Trauer und Sucht haben ein gemeinsames Merkmal: Verleugnung. Verleugnung ist eine ganz normale Phase des Trauerprozesses; Den Verlust einer Person, eines Ortes oder einer Sache zu leugnen, ist eine typische erste Reaktion, wenn eine Person etwas Wertvolles in ihrem Leben verliert.

Bei der Sucht spielt jedoch auch die Verweigerung eine Schlüsselrolle. Bei Suchtverhalten gibt es normalerweise eine globale Ablehnung des Suchtverhaltens und der Auswirkungen des Verhaltens auf andere.

Als Partner eines Süchtigen kann Ablehnung als Übersehen Ihrer Intuitionen in der Beziehung erscheinen, in der sich etwas nicht richtig anfühlt. Unter dieser Ablehnung gibt es normalerweise viel Rationalisierung, das heißt, Sie sprechen sich aus dem Bauch heraus, dass etwas sehr falsch ist.

Dies kann ein Überlebensmechanismus sein, der aus Ihrer Herkunftsfamilie stammt.

Für Partner von Sexsüchtigen ist es oft nützlich, ihre historischen Probleme zu untersuchen. Wenn zum Beispiel ein Partner eines sexsüchtigen Menschen in einem alkoholkranken Haus aufgewachsen ist, in dem Geheimnisse und Lügen und das „Aufrechterhalten des Aussehens“ ein wesentlicher Bestandteil dessen waren, wie der Partner gelernt hat, in der Welt zu sein, dann ist es auch wahrscheinlich, dass der Partner bringt diese Art des Seins in ihre Beziehung.

Familienbotschaften spielen nicht nur eine wichtige Rolle bei der Reaktion des Partners auf den Süchtigen, sondern kulturelle Botschaften beeinflussen auch, wie Partner von Sexsüchtigen ihre Situation wahrnehmen. Gedanken wie "Wenn ich nur attraktiver wäre" oder "sexueller" oder eine "bessere Frau oder ein besserer Ehemann als dies wäre nicht passiert". Während solche Gedanken angesichts der Krise der Untreue und der Sexsucht ganz normal zu denken sind, implizieren sie, dass der Partner für das Verhalten des Süchtigen verantwortlich ist und die Kontrolle darüber hat.

Versuche des Partners, das Verhalten des Süchtigen zu kontrollieren, können die Verwendung von Sex als Belohnung oder das Zurückziehen von Sex als Strafe umfassen. Darüber hinaus können auch Verhaltensweisen wie der Versuch entstehen, den sexsüchtigen Menschen vor den natürlichen Folgen seines Verhaltens zu retten. Solche Handlungen des Partners können zu einer Isolation beitragen, die den Süchtigen und den Partner davon abhält, Hilfe von professionellen Quellen außerhalb der Familie zu suchen.
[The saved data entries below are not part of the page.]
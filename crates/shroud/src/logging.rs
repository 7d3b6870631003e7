//! Configure the tracing subscriber for the shroud binary.

use anyhow::{Context, Result};
use tracing_subscriber::EnvFilter;

use crate::cfg::LoggingConfig;

/// Install the global tracing subscriber.
///
/// The filter comes from the command line when given there, and from the
/// configuration otherwise.
pub(crate) fn setup(config: &LoggingConfig, cli_filter: Option<&str>) -> Result<()> {
    let directives = cli_filter.unwrap_or(&config.console);
    let filter = EnvFilter::try_new(directives)
        .with_context(|| format!("Bad log filter {directives:?}"))?;
    tracing_subscriber::fmt()
        .with_env_filter(filter)
        .with_writer(std::io::stderr)
        .init();
    Ok(())
}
Manchmal schwankt ein Partner eines sexsüchtigen Menschen zwischen einer aggressiven, kontrollierenden und einer konformen Rolle, die es ihm ermöglicht, mit der Unbeherrschbarkeit der Sexsucht umzugehen. Das Verständnis dieser Verhaltensweisen und die Kontaktaufnahme mit einem Therapeuten, der sich mit Fragen der Sexsucht auskennt, sowie die Teilnahme an 12-Stufen-Gruppen wie COSA und S-ANON können für Partner von Sexsüchtigen ein wirksamer Weg sein, um den Heilungsprozess zu beginnen.

Einige Partner haben möglicherweise Widerstand dagegen, in dieser schwierigen Zeit die Hilfe zu erhalten, die sie benötigen. Sie haben möglicherweise das Gefühl, dass es allein Sache des Süchtigen ist, Hilfe für sein Problem zu suchen.

Partner von sexsüchtigen Personen können jedoch in hohem Maße von einer professionellen Behandlung profitieren, um sie in der Krise zu unterstützen, in der sie feststellen, dass ihr Partner sexsüchtig ist, und ihren eigenen Genesungsplan durcharbeiten. Eine solide Beziehung zu einem qualifizierten Therapeuten, der in Sexsucht ausgebildet ist, kann den Partner durch diesen Prozess führen.